5. If the United States is going to act, “If not now, when?”

These are the questions people should be talking about, and not Obama’s baby talk about red lines and arguments about whether they have been crossed.

The Trenchant Observer

Obama’s distorted relationship with the truth: Al-Assad’s use of chemical weapons in Syria

April 24th, 2013

(developing story)

See Isabelle Lasserre, “Washington tergiverse face aux armes chimiques d’Assad,” Le Figaro, 23 avril 2013 (mis à jour le 24/04/2013 à 16:13).

President Obama has gotten himself into a real bind with all of his talk of “red lines” in Syria. If al-Assad crossed Obama’s red line on using chemical weapons, the U.S. was going to…going to…going to…do something really big, like even intervene militarily.

Now, with Israeli generals asserting al-Assad has used chemical weapons, and other allies’ intelligence agencies essentially in agreement, it would seem that Obama has to do … SOMETHING!

The situation is reminiscent of Hillary Clinton’s reluctance to call al-Assad a war criminal, because that would increase pressures on the administration to act.
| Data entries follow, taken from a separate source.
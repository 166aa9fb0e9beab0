use std::collections::HashMap;
use std::path::Path;
use std::sync::{Mutex, MutexGuard};

use anyhow::{Context, Result, anyhow};
use chrono::Local;
use rusqlite::{Connection, params};

/// Async-storage style key-value persistence over string values.
///
/// Implementations must be safe to share between the main task and the
/// blocking thread that runs queue drains.
pub trait KeyValueStore: Send + Sync {
    fn get(&self, key: &str) -> Result<Option<String>>;
    fn set(&self, key: &str, value: &str) -> Result<()>;
    /// Returns whether a value was present.
    fn remove(&self, key: &str) -> Result<bool>;
}

#[derive(Debug, Default)]
pub struct MemoryStore {
    values: Mutex<HashMap<String, String>>,
}

impl MemoryStore {
    #[must_use]
    pub fn new() -> Self {
        Self::default()
    }

    fn lock(&self) -> Result<MutexGuard<'_, HashMap<String, String>>> {
        self.values
            .lock()
            .map_err(|_| anyhow!("memory store lock poisoned"))
    }
}

impl KeyValueStore for MemoryStore {
    fn get(&self, key: &str) -> Result<Option<String>> {
        Ok(self.lock()?.get(key).cloned())
    }

    fn set(&self, key: &str, value: &str) -> Result<()> {
        self.lock()?.insert(key.to_string(), value.to_string());
        Ok(())
    }

    fn remove(&self, key: &str) -> Result<bool> {
        Ok(self.lock()?.remove(key).is_some())
    }
}

pub struct SqliteStore {
    conn: Mutex<Connection>,
}

impl SqliteStore {
    pub fn open(path: &Path) -> Result<Self> {
        let conn = Connection::open(path)
            .with_context(|| format!("Failed to open database: {}", path.display()))?;
        let store = SqliteStore {
            conn: Mutex::new(conn),
        };
        store.migrate()?;
        Ok(store)
    }

    pub fn open_in_memory() -> Result<Self> {
        let conn = Connection::open_in_memory()?;
        let store = SqliteStore {
            conn: Mutex::new(conn),
        };
        store.migrate()?;
        Ok(store)
    }

    fn conn(&self) -> Result<MutexGuard<'_, Connection>> {
        self.conn
            .lock()
            .map_err(|_| anyhow!("database connection lock poisoned"))
    }

    fn migrate(&self) -> Result<()> {
        let conn = self.conn()?;
        let version: i64 = conn.pragma_query_value(None, "user_version", |row| row.get(0))?;

        if version < 1 {
            conn.execute_batch(
                "CREATE TABLE IF NOT EXISTS kv_store (
                    key TEXT PRIMARY KEY NOT NULL,
                    value TEXT NOT NULL,
                    updated_at TEXT NOT NULL
                );

                PRAGMA user_version = 1;",
            )?;
        }

        Ok(())
    }
}

impl KeyValueStore for SqliteStore {
    fn get(&self, key: &str) -> Result<Option<String>> {
        let conn = self.conn()?;
        let mut stmt = conn.prepare("SELECT value FROM kv_store WHERE key = ?1")?;
        let mut rows = stmt.query(params![key])?;
        if let Some(row) = rows.next()? {
            Ok(Some(row.get(0)?))
        } else {
            Ok(None)
        }
    }

    fn set(&self, key: &str, value: &str) -> Result<()> {
        let now = Local::now().to_rfc3339();
        self.conn()?.execute(
            "INSERT INTO kv_store (key, value, updated_at)
             VALUES (?1, ?2, ?3)
             ON CONFLICT(key) DO UPDATE SET value = excluded.value, updated_at = excluded.updated_at",
            params![key, value, now],
        )?;
        Ok(())
    }

    fn remove(&self, key: &str) -> Result<bool> {
        let rows = self
            .conn()?
            .execute("DELETE FROM kv_store WHERE key = ?1", params![key])?;
        Ok(rows > 0)
    }
}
But Obama does not want to act in Syria. Despite the unanimous recommendations of his secretaries of state, his defense minister, his CIA Director, and the Chairman of the Joint Chiefs of Staff.

So, his solution for the moment is to say we are still investigating whether Syria used chemical weapons in places like Homs, Aleppo, and maybe even Damascus.

One would think he can only investigate for so long. On the other hand, as his leak investigations show, or his torture investigations, he’s pretty good at stretching out investigations until no one remembers or cares.

This time, in Syria, however. the truth just may be getting poised to take a big bite out of Obama’s credibility–such as it is–and his silly use of words like “red lines”.

He really ought to be basing his statements on international law, not imaginary and unilaterally imposed “red lines”, which are naked assertions of power devoid of the appeals to legitimacy contained in international law.

Obama’s principal approach to foreign policy issues is to try to solve them with words. We’ll see if words suffice this time, or if action may be forced upon a reluctant president.